### Exercise material
[Start of section]
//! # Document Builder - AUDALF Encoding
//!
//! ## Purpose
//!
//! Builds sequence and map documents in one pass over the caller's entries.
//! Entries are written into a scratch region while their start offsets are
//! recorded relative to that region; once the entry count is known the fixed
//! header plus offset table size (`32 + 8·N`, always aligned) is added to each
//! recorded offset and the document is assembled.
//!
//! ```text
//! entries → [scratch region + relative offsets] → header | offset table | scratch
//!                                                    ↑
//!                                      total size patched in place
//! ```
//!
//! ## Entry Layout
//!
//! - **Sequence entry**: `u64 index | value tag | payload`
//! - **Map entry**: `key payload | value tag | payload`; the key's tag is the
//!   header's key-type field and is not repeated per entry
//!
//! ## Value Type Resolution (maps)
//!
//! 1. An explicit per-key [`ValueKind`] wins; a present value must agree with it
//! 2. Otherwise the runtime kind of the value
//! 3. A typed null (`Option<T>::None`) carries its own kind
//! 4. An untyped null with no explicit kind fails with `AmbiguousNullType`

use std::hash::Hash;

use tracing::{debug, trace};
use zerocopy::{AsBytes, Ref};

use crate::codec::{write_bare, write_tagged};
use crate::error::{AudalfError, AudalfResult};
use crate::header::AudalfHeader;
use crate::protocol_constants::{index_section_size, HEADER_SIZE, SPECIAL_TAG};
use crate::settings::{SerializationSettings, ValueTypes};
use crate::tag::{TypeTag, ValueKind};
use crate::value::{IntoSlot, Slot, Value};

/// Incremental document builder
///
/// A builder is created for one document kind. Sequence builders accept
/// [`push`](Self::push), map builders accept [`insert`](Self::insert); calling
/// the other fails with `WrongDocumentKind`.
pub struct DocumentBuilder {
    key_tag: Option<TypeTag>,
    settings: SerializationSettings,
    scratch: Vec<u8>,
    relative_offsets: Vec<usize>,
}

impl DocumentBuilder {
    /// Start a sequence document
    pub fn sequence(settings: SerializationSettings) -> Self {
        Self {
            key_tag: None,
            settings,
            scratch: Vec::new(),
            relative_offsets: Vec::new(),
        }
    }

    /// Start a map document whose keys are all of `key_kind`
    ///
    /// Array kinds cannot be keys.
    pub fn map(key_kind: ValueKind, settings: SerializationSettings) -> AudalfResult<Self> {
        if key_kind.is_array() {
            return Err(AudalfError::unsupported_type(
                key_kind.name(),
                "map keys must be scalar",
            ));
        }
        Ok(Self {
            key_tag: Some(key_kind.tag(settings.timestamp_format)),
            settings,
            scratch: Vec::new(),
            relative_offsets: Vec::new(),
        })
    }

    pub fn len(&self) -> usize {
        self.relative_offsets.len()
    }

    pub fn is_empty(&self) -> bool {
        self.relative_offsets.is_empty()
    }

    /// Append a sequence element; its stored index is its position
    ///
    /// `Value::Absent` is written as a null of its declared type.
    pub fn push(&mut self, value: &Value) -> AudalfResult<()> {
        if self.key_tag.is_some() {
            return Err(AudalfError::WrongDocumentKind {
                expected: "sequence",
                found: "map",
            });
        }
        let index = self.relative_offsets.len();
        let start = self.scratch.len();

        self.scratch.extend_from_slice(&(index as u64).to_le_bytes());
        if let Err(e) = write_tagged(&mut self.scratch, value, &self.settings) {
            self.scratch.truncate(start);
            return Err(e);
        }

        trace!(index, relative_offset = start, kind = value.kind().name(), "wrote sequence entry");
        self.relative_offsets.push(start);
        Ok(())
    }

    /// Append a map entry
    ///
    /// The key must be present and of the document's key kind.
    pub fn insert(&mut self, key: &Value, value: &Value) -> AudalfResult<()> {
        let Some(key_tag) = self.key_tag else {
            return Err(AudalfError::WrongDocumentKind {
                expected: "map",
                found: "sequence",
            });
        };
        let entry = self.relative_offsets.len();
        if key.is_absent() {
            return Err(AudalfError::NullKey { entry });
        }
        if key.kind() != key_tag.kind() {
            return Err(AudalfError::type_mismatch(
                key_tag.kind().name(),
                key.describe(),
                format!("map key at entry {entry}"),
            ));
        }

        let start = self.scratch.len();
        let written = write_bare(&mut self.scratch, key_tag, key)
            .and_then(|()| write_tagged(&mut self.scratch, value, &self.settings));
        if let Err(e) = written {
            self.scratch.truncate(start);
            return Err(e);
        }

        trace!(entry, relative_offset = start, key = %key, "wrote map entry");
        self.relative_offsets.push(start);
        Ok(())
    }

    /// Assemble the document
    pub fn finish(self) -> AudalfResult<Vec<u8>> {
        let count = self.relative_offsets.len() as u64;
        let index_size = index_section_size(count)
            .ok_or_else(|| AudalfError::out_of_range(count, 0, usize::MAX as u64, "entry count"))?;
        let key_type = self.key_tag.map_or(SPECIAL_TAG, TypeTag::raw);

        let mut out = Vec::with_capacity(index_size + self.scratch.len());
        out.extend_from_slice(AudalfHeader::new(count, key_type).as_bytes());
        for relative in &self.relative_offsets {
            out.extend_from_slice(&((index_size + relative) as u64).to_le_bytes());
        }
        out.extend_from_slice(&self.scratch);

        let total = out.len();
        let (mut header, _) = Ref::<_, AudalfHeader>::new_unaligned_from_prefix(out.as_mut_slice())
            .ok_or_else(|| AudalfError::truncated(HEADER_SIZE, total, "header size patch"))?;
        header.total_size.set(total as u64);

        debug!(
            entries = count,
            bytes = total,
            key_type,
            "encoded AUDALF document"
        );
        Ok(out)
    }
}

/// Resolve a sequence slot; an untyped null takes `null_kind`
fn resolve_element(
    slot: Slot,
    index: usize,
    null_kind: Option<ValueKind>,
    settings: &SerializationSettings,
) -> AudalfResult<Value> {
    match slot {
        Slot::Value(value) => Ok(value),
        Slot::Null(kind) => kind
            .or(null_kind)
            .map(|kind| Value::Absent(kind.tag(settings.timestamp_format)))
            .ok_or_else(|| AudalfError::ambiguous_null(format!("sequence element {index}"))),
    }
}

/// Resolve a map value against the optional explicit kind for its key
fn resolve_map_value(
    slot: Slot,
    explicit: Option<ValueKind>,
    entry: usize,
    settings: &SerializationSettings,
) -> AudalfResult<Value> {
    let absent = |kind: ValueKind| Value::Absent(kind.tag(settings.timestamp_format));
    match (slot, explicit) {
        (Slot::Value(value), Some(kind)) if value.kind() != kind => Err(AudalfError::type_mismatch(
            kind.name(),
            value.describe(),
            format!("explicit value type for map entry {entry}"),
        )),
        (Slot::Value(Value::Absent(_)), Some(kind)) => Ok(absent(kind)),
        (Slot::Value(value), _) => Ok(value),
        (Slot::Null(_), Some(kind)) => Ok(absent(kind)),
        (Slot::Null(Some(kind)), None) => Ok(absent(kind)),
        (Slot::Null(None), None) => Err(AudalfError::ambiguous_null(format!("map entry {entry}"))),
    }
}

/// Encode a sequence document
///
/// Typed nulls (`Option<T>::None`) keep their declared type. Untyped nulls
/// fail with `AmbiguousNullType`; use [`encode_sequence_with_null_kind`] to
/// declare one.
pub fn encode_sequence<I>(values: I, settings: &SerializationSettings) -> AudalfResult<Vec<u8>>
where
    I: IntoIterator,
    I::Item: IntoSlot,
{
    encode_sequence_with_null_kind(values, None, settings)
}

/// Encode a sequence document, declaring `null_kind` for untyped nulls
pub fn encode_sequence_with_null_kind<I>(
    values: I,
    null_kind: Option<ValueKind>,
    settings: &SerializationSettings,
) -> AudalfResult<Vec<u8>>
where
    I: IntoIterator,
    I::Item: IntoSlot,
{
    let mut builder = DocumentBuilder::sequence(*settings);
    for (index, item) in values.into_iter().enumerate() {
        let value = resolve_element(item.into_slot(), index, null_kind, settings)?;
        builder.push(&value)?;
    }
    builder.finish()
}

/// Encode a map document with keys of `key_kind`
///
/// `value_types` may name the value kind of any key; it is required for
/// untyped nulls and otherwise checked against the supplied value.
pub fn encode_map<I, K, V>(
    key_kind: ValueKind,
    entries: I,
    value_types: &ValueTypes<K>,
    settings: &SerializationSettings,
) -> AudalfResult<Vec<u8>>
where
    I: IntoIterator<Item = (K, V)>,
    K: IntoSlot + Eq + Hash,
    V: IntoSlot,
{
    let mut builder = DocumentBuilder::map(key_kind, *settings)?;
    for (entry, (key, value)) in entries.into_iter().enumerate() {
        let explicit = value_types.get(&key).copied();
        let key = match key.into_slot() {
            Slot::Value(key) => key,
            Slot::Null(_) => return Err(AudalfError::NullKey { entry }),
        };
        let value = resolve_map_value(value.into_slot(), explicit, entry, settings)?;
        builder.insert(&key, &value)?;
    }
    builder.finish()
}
[End of section]
### Problem description
Wherever the string "push" shows up in the material, copy the line that holds it.

### Response area
/// [`push`](Self::push), map builders accept [`insert`](Self::insert); calling
    pub fn push(&mut self, value: &Value) -> AudalfResult<()> {
        self.relative_offsets.push(start);
        self.relative_offsets.push(start);
        builder.push(&value)?;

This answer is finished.